I agree. I spend a lot on DDs hobby - but she is passionate about it and puts in the hours and the effort.

That's the deal, as her mother I provide as much as I can financially, and when she was younger getting her to classes and hanging around to bring her home (she can now go on public transport). The flip side is she puts the work in.

She has now (mid/late teens) reached a point where she earns her own money coaching the younger ones. Her teacher was clear that it wasn't just her technical skills, but also her work ethic in being asked to become an assistant.

She is proud of being able to not rely on pocket money, and makes choices about spending her earnings - sometimes on what I think is absolute crap 😂 but makes her happy. She knows how to make financial choices, and when her priorities change her decisions will change.

Baital · 22/05/2025 03:30

EndlessTreadmill · 21/05/2025 10:34

I think it is not helpful for the children to have lots of 'stuff', and the guitar example just sends the wrong message - it creates confusion, and distraction, and personally I think it undermines you: not only had you agreed not to buy this, but YOU are teaching him the piano, and suddenly it's like DH is subtly suggesting not doing piano, but another instrument (unless you can teach this too....).

We have money, and are surrounded by people who are extremely wealthy.

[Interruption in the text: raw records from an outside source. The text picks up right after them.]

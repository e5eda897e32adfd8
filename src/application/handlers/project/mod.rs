//! Project token handlers.
//!
//! Minting, balance lookups and settled purchases on the ledger.

mod create_project_token;
mod get_token_balance;
mod invest_in_project;

pub use create_project_token::{
    CreateProjectTokenCommand, CreateProjectTokenHandler, CreateProjectTokenResult,
};
pub use get_token_balance::{
    balance_key, GetTokenBalanceHandler, GetTokenBalanceQuery, DEFAULT_BALANCE_TTL,
};
pub use invest_in_project::{InvestInProjectCommand, InvestInProjectHandler, InvestInProjectResult};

The ones who use their wealth best are the ones who channel it in family experiences, for instance :

  • nice / frequent holidays, staying in pleasant (but not necessarily 5 star) hotels, doing all the expensive things (that children don't realise are expensive) like boat trips / hiring boats, going skiing, going on safari etc.
  • Going for meals out or having nice takeways, sushi etc. If you can eat out at weekends for instance, that makes the weekend experience much more enjoyable, and children love eating out
  • Lots of trips: theatre, musicals, various shows (horse show, dog show, flower show etc).
  • Private tuition in things that matter to them - eg: individual tennis or cricket coaching, from a young age, sometimes multiple times a week. Same for music, or art, and later school support. So for instance a good friend of mine (wife of premiership footballer) never fights with their kids about homework, because they get a tutor to come several times a week who does it with the children. The children of that same premiership footballer are saving up their pocket money to buy things from Smiggle, or having to wait for their birthday. And they are very well behaved and brought up, not spoiled at all.

Those children have a really nice life, and all of the things above 'enhance' the family life (nice memories, avoiding some of the challenges around boring mealtimes / dull weekends / boring school holidays and 6 am flights or crappy hotels, having to carry sandwiches around), but they are not spoiled, because they don't get given too many of the material things,

I have always read that the worst thing for a child is to never 'want' anything, and have the joy of getting it after a wait, because everything is given too soon. They become jaded very quickly.

And on the MIL thing - just tell her you don't have the space for the stuff she brings, and that it's much nicer for the children to be able to play with all these wonderful things WHEN THEY COME OVER TO HERS. That's what I do with my MIL.

Basically valuing relationships and experiences over 'stuff'. I would agree with that. Especially if some of the experiences were low cost.